Although it’s hard to gauge the firm’s precise impact, associates of Precision Health Economics have often waded into the political fray. Last fall, big pharma spent more than $100 million successfully defeating a California referendum that would have controlled the prices of both generic and name-brand drugs. Testifying in September at a state Senate hearing on a generic drug, co-founder Goldman steered the discussion to name-brand drugs, such as the hepatitis C treatments, arguing that their prices should not be regulated.
“We have to ensure access to future innovation, and that’s going to require some recognition that if someone develops an innovative drug, they’re going to charge a lot for it,” Goldman said.
Prescription drugs on average cost more than twice as much in the U.S. as in other developed nations. That’s mostly due to name-brand drugs. They represent 10 percent of all prescriptions but account for almost three-quarters of the total amount spent on drugs in the U.S. Their prices have doubled in the past five years.

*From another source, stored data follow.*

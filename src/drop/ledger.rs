/// Token ledger: balances, lazy-mint batches, and metadata resolution
///
/// Holds the ERC-1155 style per-(owner, card) balances and the lazily
/// minted id ranges with their base metadata URIs. Minting and burning are
/// reserved for the claim processor; everything else is read-only.
use std::collections::HashMap;

use alloy_primitives::{Address, U256};
use tracing::debug;

use crate::error::ClaimError;

#[derive(Debug, Clone)]
struct UriBatch {
    /// First id covered by the batch.
    start: U256,
    /// One past the last id covered.
    end: U256,
    base_uri: String,
}

#[derive(Debug, Default)]
pub struct TokenLedger {
    balances: HashMap<(Address, U256), u64>,
    batches: Vec<UriBatch>,
    next_id: U256,
}

impl TokenLedger {
    pub fn new() -> Self {
        Self::default()
    }

    /// Register `count` new card ids under `base_uri`, returning the
    /// half-open id range `[start, end)` that was added.
    pub fn lazy_mint(&mut self, count: u64, base_uri: &str) -> (U256, U256) {
        let start = self.next_id;
        let end = start + U256::from(count);
        self.batches.push(UriBatch {
            start,
            end,
            base_uri: base_uri.to_string(),
        });
        self.next_id = end;
        debug!(%start, %end, base_uri, "lazy minted card batch");
        (start, end)
    }

    /// Whether `card_id` has been covered by some lazy-mint batch.
    pub fn is_lazy_minted(&self, card_id: U256) -> bool {
        card_id < self.next_id
    }

    /// Total number of lazily minted card ids.
    pub fn total_lazy_minted(&self) -> U256 {
        self.next_id
    }

    /// Metadata URI for a card: the covering batch's base URI with the id
    /// appended. Ids never lazy-minted are out of range.
    pub fn token_uri(&self, card_id: U256) -> Result<String, ClaimError> {
        self.batches
            .iter()
            .find(|b| b.start <= card_id && card_id < b.end)
            .map(|b| format!("{}{}", b.base_uri, card_id))
            .ok_or_else(|| ClaimError::IndexOutOfRange(format!("card {card_id}")))
    }

    pub fn balance_of(&self, owner: Address, card_id: U256) -> u64 {
        self.balances.get(&(owner, card_id)).copied().unwrap_or(0)
    }

    pub(crate) fn mint(&mut self, to: Address, card_id: U256, quantity: u64) {
        *self.balances.entry((to, card_id)).or_insert(0) += quantity;
    }

    pub(crate) fn burn(
        &mut self,
        from: Address,
        card_id: U256,
        quantity: u64,
    ) -> Result<(), ClaimError> {
        let balance = self.balances.entry((from, card_id)).or_insert(0);
        if *balance < quantity {
            return Err(ClaimError::InsufficientRedeemBalance { card: card_id });
        }
        *balance -= quantity;
        Ok(())
    }
}
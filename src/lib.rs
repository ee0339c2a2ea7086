//! The `resumable` crate turns an ordinary lazy iterator into a computation
//! you can talk to.
//!
//! A *resumable computation* is driven one step at a time. Each step passes
//! an input value *in* and gets the next produced value *out*. The logic that
//! produces the values is a plain [`Iterator`] (the *producer*), built by a
//! factory that receives an [`InputCell`]: a read-only handle to the input of
//! the current step.
//!
//! ```rust
//! use resumable::InputCell;
//! use resumable::Resumable;
//!
//! // Keeps a running total of everything it has been given.
//! let mut total = Resumable::new(|input: InputCell<i32>| {
//!     let mut sum = 0;
//!     core::iter::from_fn(move || {
//!         sum += input.get();
//!         Some(sum)
//!     })
//! });
//! assert_eq!(total.resume(2), Ok(2));
//! assert_eq!(total.resume(3), Ok(5));
//! assert_eq!(total.resume(-5), Ok(0));
//! ```
//!
//! The producer never runs on its own. Building the computation only calls
//! the factory; every bit of producer logic after that runs synchronously
//! inside [`Resumable::resume()`], on the caller's thread, from where the
//! producer last yielded up to where it yields next. Because the input is
//! written before the producer is advanced, the producer always sees the
//! value passed to the `resume()` call that is running it.
//!
//! ## Completion
//!
//! When the producer runs out of values, the computation *completes*. The
//! step that discovers this returns the last value the producer yielded one
//! more time and flips [`Resumable::is_alive()`] to `false`, so callers get
//! the final value together with the news that there will be no more. After
//! that, `resume()` fails with [`ResumeError::Completed`].
//!
//! If you'd rather not clone outputs, use [`Resumable::advance()`], which
//! reports whether a value was produced and leaves it in
//! [`Resumable::current()`].
//!
//! ## Stopping early
//!
//! There is no way to cancel a computation from the outside other than to
//! stop resuming it. To let a caller ask the producer to stop, pick an input
//! that means "stop" and have the producer end its iteration when it sees it.
//! [`from_control_flow()`] makes this easy:
//!
//! ```rust
//! use core::ops::ControlFlow;
//!
//! use resumable::from_control_flow;
//!
//! let mut echo = from_control_flow(|line: &String| {
//!     if line == "quit" {
//!         ControlFlow::Break(())
//!     } else {
//!         ControlFlow::Continue(line.len())
//!     }
//! });
//! assert_eq!(echo.resume("hello".to_string()), Ok(5));
//! assert_eq!(echo.resume("quit".to_string()), Ok(5));
//! assert!(!echo.is_alive());
//! ```
//!
//! ## Relationship to other coroutines
//!
//! The standard library's `Coroutine` trait is still unstable and requires
//! pinning. A `Resumable` gets by with stable iterators because the producer
//! never needs to borrow from itself across a step: everything it needs to
//! remember lives in the iterator's own state, and the input arrives through
//! the shared cell.
#![no_std]

extern crate alloc;

mod assertions;
mod drive;
mod error;
mod from_control_flow;
mod input;
mod resumable;
mod yield_with;

pub use assertions::ResumeAssertions;
pub use drive::Drive;
pub use error::Result;
pub use error::ResumeError;
pub use from_control_flow::FromControlFlow;
pub use from_control_flow::from_control_flow;
pub use input::InputCell;
pub use resumable::Resumable;
pub use yield_with::YieldWith;
pub use yield_with::yield_with;

#[cfg(test)]
mod test;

The U.S. grants drugmakers several years of market exclusivity for their products and remains one of the only industrialized countries that allows them to set their own prices. These protections have allowed the pharmaceutical industry to become one of the economy’s most profitable sectors, with margins double those of the auto and petroleum industries.
To justify the value of expensive drugs, the professors affiliated with Precision Health Economics rely on complicated economic models that purport to quantify the net social benefits that the drugs will create.
For one industry-funded hepatitis C study, Lakdawalla and nine co-authors, including three pharmaceutical company researchers, subtracted the costs of the treatment from the estimated dollar value of testing all patients and saving all livers and lives. By testing and treating all patients now, they concluded, society would gain $824 billion over 20 years.
Critics have at times questioned the assumptions underlying the consultants’ economic models, such as the choice of patient populations, and suggested that some of their findings tilt toward their industry clients. For example, some have tried and failed to reproduce their results justifying the value of cancer treatments.
Precision Health Economics allows drugmakers to review articles by its academics prior to publication in academic journals, said a former business development manager of the consulting group. Such prior review is controversial in higher education because it can be seen as impinging on academic freedom.
“Like other standard consulting projects, you can’t publish unless you get permission from the company,” the former employee said. Carolyn Harley, senior vice president and general manager of the firm, said that pre-publication review was not company policy, but “in some cases, client contracts provide them the opportunity for review and comment before submission.”
“I have never published anything that I am not comfortable with or prepared to defend, nor have I ever been asked to,” said Lakdawalla about his firm’s research.
Goldman says the firm’s research is independent, and its clients don’t influence its findings. “From my perspective it’s very clear: I say things that piss off my sponsors, I say things that piss off the detractors,” he told ProPublica. “People are coming to us because they have an interest in sponsoring the research that’s generated. These are our ideas. This is how you get your ideas recognized.”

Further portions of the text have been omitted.